* WHAT THE TASK ASKS *
Produce an exact copy of the first line of the data below and each line after it, please, up to and including the one with "plane is local".

* GIVEN ENTRIES *
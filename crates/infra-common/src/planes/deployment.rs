//! Deployment configuration for federated planes
//!
//! Supports flexible deployment modes from monolithic to fully distributed

use serde::{Deserialize, Serialize};
use std::time::Duration;
use std::collections::HashMap;

/// Overall deployment mode for the RVOIP system
#[derive(Debug, Clone, Serialize, Deserialize)]
pub enum DeploymentMode {
    /// All planes run in the same process (P2P clients)
    Monolithic,
    
    /// Transport plane is remote (edge deployment)
    TransportDistributed,
    
    /// Media plane is remote (cloud media processing)
    MediaDistributed,
    
    /// Signaling plane is remote (centralized control)
    SignalingDistributed,
    
    /// All planes run as separate services (microservices)
    FullyDistributed,
    
    /// Custom deployment configuration
    Custom(CustomDeployment),
}

impl DeploymentMode {
    /// Check if this is a monolithic deployment
    pub fn is_monolithic(&self) -> bool {
        matches!(self, DeploymentMode::Monolithic)
    }
    
    /// Check if any plane is distributed
    pub fn is_distributed(&self) -> bool {
        !self.is_monolithic()
    }
}

/// Custom deployment configuration
#[derive(Debug, Clone, Serialize, Deserialize)]
pub struct CustomDeployment {
    pub transport: PlaneConfig,
    pub media: PlaneConfig,
    pub signaling: PlaneConfig,
}

/// Configuration for individual plane deployment
#[derive(Debug, Clone, Serialize, Deserialize)]
pub enum PlaneConfig {
    /// Plane runs in the local process
    Local,
    
    /// Plane runs as a remote service
    Remote {
        /// Service endpoints for the plane
        endpoints: Vec<String>,
        /// Failover strategy for multiple endpoints
        failover_strategy: FailoverStrategy,
        /// Health check interval
        health_check_interval: Duration,
    },
    
    /// Hybrid deployment with both local and remote components
    Hybrid {
        /// Weight for local processing (0-100)
        local_weight: u32,
        /// Remote service endpoints
        remote_endpoints: Vec<String>,
        /// Load distribution strategy
        load_strategy: LoadStrategy,
        /// Fallback to local if remote fails
        fallback_to_local: bool,
    },
}

impl PlaneConfig {
    /// Check if this plane is local
    pub fn is_local(&self) -> bool {
        matches!(self, PlaneConfig::Local)
    }
    
    /// Check if this plane has remote components
    pub fn has_remote(&self) -> bool {
        !self.is_local()
    }
    
    /// Get remote endpoints if any
    pub fn endpoints(&self) -> Vec<String> {
        match self {
            PlaneConfig::Local => vec![],
            PlaneConfig::Remote { endpoints, .. } => endpoints.clone(),
            PlaneConfig::Hybrid { remote_endpoints, .. } => remote_endpoints.clone(),
        }
    }
}

/// Failover strategy for distributed planes
#[derive(Debug, Clone, Serialize, Deserialize)]
pub enum FailoverStrategy {
    /// Try endpoints in order
    Sequential,
    /// Round-robin between endpoints
    RoundRobin,
    /// Choose endpoint with lowest latency
    LowestLatency,
    /// Choose endpoint with least load
    LeastLoad,
    /// Weighted random selection
    WeightedRandom(HashMap<String, u32>),
}

/// Load distribution strategy for hybrid deployments
#[derive(Debug, Clone, Serialize, Deserialize)]
pub enum LoadStrategy {
    /// Process locally up to weight percentage
    LocalFirst,
    /// Process remotely up to weight percentage
    RemoteFirst,
    /// Distribute based on resource availability
    ResourceBased,
    /// Route based on session affinity
    SessionAffinity,
}

/// Complete deployment configuration
#[derive(Debug, Clone, Serialize, Deserialize)]
pub struct DeploymentConfig {
    /// Overall deployment mode
    pub deployment_mode: DeploymentMode,
    
    /// Individual plane configurations
    pub plane_configs: PlaneConfigs,
    
    /// Network configuration for distributed deployment
    pub networking: NetworkConfig,
    
    /// Service discovery configuration
    pub discovery: ServiceDiscoveryConfig,
    
    /// Performance tuning parameters
    pub performance: PerformanceConfig,
}

impl DeploymentConfig {
    /// Create default monolithic configuration for P2P
    pub fn monolithic() -> Self {
        Self {
            deployment_mode: DeploymentMode::Monolithic,
            plane_configs: PlaneConfigs::all_local(),
            networking: NetworkConfig::disabled(),
            discovery: ServiceDiscoveryConfig::none(),
            performance: PerformanceConfig::low_resource(),
        }
    }
    
    /// Create fully distributed configuration
    pub fn fully_distributed() -> Self {
        Self {
            deployment_mode: DeploymentMode::FullyDistributed,
            plane_configs: PlaneConfigs::all_remote_default(),
            networking: NetworkConfig::multi_protocol(),
            discovery: ServiceDiscoveryConfig::kubernetes(),
            performance: PerformanceConfig::high_throughput(),
        }
    }
    
    /// Create edge deployment (local signaling/media, remote transport)
    pub fn edge_deployment() -> Self {
        Self {
            deployment_mode: DeploymentMode::TransportDistributed,
            plane_configs: PlaneConfigs {
                transport: PlaneConfig::Remote {
                    endpoints: vec!["transport.example.com:8080".to_string()],
                    failover_strategy: FailoverStrategy::LowestLatency,
                    health_check_interval: Duration::from_secs(30),
                },
                media: PlaneConfig::Local,
                signaling: PlaneConfig::Local,
            },
            networking: NetworkConfig::single_protocol("grpc"),
            discovery: ServiceDiscoveryConfig::static_config(),
            performance: PerformanceConfig::balanced(),
        }
    }
}

/// Individual plane configurations
#[derive(Debug, Clone, Serialize, Deserialize)]
pub struct PlaneConfigs {
    pub transport: PlaneConfig,
    pub media: PlaneConfig,
    pub signaling: PlaneConfig,
}

impl PlaneConfigs {
    /// All planes local
    pub fn all_local() -> Self {
        Self {
            transport: PlaneConfig::Local,
            media: PlaneConfig::Local,
            signaling: PlaneConfig::Local,
        }
    }
    
    /// All planes remote with default configuration
    pub fn all_remote_default() -> Self {
        Self {
            transport: PlaneConfig::Remote {
                endpoints: vec![],
                failover_strategy: FailoverStrategy::RoundRobin,
                health_check_interval: Duration::from_secs(30),
            },
            media: PlaneConfig::Remote {
                endpoints: vec![],
                failover_strategy: FailoverStrategy::LeastLoad,
                health_check_interval: Duration::from_secs(30),
            },
            signaling: PlaneConfig::Remote {
                endpoints: vec![],
                failover_strategy: FailoverStrategy::Sequential,
                health_check_interval: Duration::from_secs(30),
            },
        }
    }
}

/// Network configuration for distributed deployment
#[derive(Debug, Clone, Serialize, Deserialize)]
pub struct NetworkConfig {
    /// Enable networking
    pub enabled: bool,
    
    /// Primary protocol for inter-plane communication
    pub primary_protocol: String,
    
    /// Backup protocols
    pub backup_protocols: Vec<String>,
    
    /// Enable TLS/mTLS
    pub use_tls: bool,
    
    /// Connection pool size
    pub connection_pool_size: usize,
    
    /// Request timeout
    pub request_timeout: Duration,
    
    /// Enable compression
    pub compression: CompressionConfig,
}

impl NetworkConfig {
    pub fn disabled() -> Self {
        Self {
            enabled: false,
            primary_protocol: String::new(),
            backup_protocols: vec![],
            use_tls: false,
            connection_pool_size: 0,
            request_timeout: Duration::from_secs(30),
            compression: CompressionConfig::None,
        }
    }
    
    pub fn multi_protocol() -> Self {
        Self {
            enabled: true,
            primary_protocol: "grpc".to_string(),
            backup_protocols: vec!["http2".to_string(), "websocket".to_string()],
            use_tls: true,
            connection_pool_size: 100,
            request_timeout: Duration::from_secs(30),
            compression: CompressionConfig::Auto,
        }
    }
    
    pub fn single_protocol(protocol: &str) -> Self {
        Self {
            enabled: true,
            primary_protocol: protocol.to_string(),
            backup_protocols: vec![],
            use_tls: true,
            connection_pool_size: 50,
            request_timeout: Duration::from_secs(30),
            compression: CompressionConfig::Auto,
        }
    }
}

/// Compression configuration
#[derive(Debug, Clone, Serialize, Deserialize)]
pub enum CompressionConfig {
    None,
    Gzip,
    Lz4,
    Zstd,
    Auto, // Choose based on payload size
}

/// Service discovery configuration
#[derive(Debug, Clone, Serialize, Deserialize)]
pub enum ServiceDiscoveryConfig {
    /// No service discovery (static configuration)
    None,
    
    /// Kubernetes service discovery
    Kubernetes {
        namespace: String,
        label_selector: String,
    },
    
    /// Consul service discovery
    Consul {
        datacenter: String,
        service_prefix: String,
    },
    
    /// Static configuration
    Static {
        endpoints: HashMap<String, Vec<String>>,
    },
    
    /// DNS-based discovery
    Dns {
        domain: String,
        srv_records: bool,
    },
}

impl ServiceDiscoveryConfig {
    pub fn none() -> Self {
        ServiceDiscoveryConfig::None
    }
    
    pub fn kubernetes() -> Self {
        ServiceDiscoveryConfig::Kubernetes {
            namespace: "default".to_string(),
            label_selector: "app=rvoip".to_string(),
        }
    }
    
    pub fn static_config() -> Self {
        ServiceDiscoveryConfig::Static {
            endpoints: HashMap::new(),
        }
    }
}

/// Performance configuration
#[derive(Debug, Clone, Serialize, Deserialize)]
pub struct PerformanceConfig {
    /// Maximum concurrent sessions
    pub max_sessions: usize,
    
    /// Event buffer size
    pub event_buffer_size: usize,
    
    /// Worker thread count
    pub worker_threads: usize,
    
    /// Enable CPU affinity
    pub cpu_affinity: bool,
    
    /// Memory pool size in MB
    pub memory_pool_mb: usize,
    
    /// Enable performance monitoring
    pub monitoring_enabled: bool,
}

impl PerformanceConfig {
    pub fn low_resource() -> Self {
        Self {
            max_sessions: 10,
            event_buffer_size: 1000,
            worker_threads: 2,
            cpu_affinity: false,
            memory_pool_mb: 100,
            monitoring_enabled: false,
        }
    }
    
    pub fn balanced() -> Self {
        Self {
            max_sessions: 100,
            event_buffer_size: 10000,
            worker_threads: 4,
            cpu_affinity: false,
            memory_pool_mb: 500,
            monitoring_enabled: true,
        }
    }
    
    pub fn high_throughput() -> Self {
        Self {
            max_sessions: 10000,
            event_buffer_size: 100000,
            worker_threads: 16,
            cpu_affinity: true,
            memory_pool_mb: 4000,
            monitoring_enabled: true,
        }
    }
}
//! ICE (Interactive Connectivity Establishment) implementation for NAT traversal.
//!
//! This crate provides ICE functionality as defined in RFC 8445, including STUN
//! support for NAT traversal in VoIP applications. This is a custom implementation
//! that follows the ICE standard and doesn't rely on the webrtc-ice crate.

// Error handling
pub mod error;

// Core STUN protocol implementation
pub mod stun;

// ICE agent
pub mod agent;

// ICE candidates
pub mod candidate;

// Configuration
pub mod config;

// Multi-component transport carrier
pub mod transport;

// Public exports
pub use agent::{IceAgent, IceAgentState, IceAgentEvent};
pub use candidate::{IceCandidate, CandidateType, TransportType, Candidate};
pub use config::{
    IceConfig, IceServerConfig, IceRole, IceComponent,
    GatheringPolicy, IceConfigBuilder
};
pub use error::{Error, Result};
pub use stun::{StunMessage, StunAttribute, StunMessageType, StunAttributeType};
pub use transport::{IceTransport, RecvCallback};

/// Re-export of common types and functions
pub mod prelude {
    pub use super::{
        IceAgent, IceAgentState, IceAgentEvent,
        IceCandidate, CandidateType, TransportType,
        IceConfig, IceServerConfig, IceRole, IceComponent, GatheringPolicy,
        IceTransport, RecvCallback,
        Error, Result,
        StunMessage, StunAttribute
    };
}

/// ICE protocol constants
pub mod constants {
    /// STUN magic cookie value (RFC 5389)
    pub const STUN_MAGIC_COOKIE: u32 = 0x2112A442;
    
    /// Default port for STUN servers
    pub const DEFAULT_STUN_PORT: u16 = 3478;
    
    /// Default port for TURNS servers
    pub const DEFAULT_TURNS_PORT: u16 = 5349;
}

* RESPONSE AREA *
filename crates/infra-common/src/planes/deployment.rs
//! Deployment configuration for federated planes
//!
//! Supports flexible deployment modes from monolithic to fully distributed

use serde::{Deserialize, Serialize};
use std::time::Duration;
use std::collections::HashMap;

/// Overall deployment mode for the RVOIP system
#[derive(Debug, Clone, Serialize, Deserialize)]
pub enum DeploymentMode {
    /// All planes run in the same process (P2P clients)
    Monolithic,
    
    /// Transport plane is remote (edge deployment)
    TransportDistributed,
    
    /// Media plane is remote (cloud media processing)
    MediaDistributed,
    
    /// Signaling plane is remote (centralized control)
    SignalingDistributed,
    
    /// All planes run as separate services (microservices)
    FullyDistributed,
    
    /// Custom deployment configuration
    Custom(CustomDeployment),
}

impl DeploymentMode {
    /// Check if this is a monolithic deployment
    pub fn is_monolithic(&self) -> bool {
        matches!(self, DeploymentMode::Monolithic)
    }
    
    /// Check if any plane is distributed
    pub fn is_distributed(&self) -> bool {
        !self.is_monolithic()
    }
}

/// Custom deployment configuration
#[derive(Debug, Clone, Serialize, Deserialize)]
pub struct CustomDeployment {
    pub transport: PlaneConfig,
    pub media: PlaneConfig,
    pub signaling: PlaneConfig,
}

/// Configuration for individual plane deployment
#[derive(Debug, Clone, Serialize, Deserialize)]
pub enum PlaneConfig {
    /// Plane runs in the local process
    Local,
    
    /// Plane runs as a remote service
    Remote {
        /// Service endpoints for the plane
        endpoints: Vec<String>,
        /// Failover strategy for multiple endpoints
        failover_strategy: FailoverStrategy,
        /// Health check interval
        health_check_interval: Duration,
    },
    
    /// Hybrid deployment with both local and remote components
    Hybrid {
        /// Weight for local processing (0-100)
        local_weight: u32,
        /// Remote service endpoints
        remote_endpoints: Vec<String>,
        /// Load distribution strategy
        load_strategy: LoadStrategy,
        /// Fallback to local if remote fails
        fallback_to_local: bool,
    },
}

impl PlaneConfig {
    /// Check if this plane is local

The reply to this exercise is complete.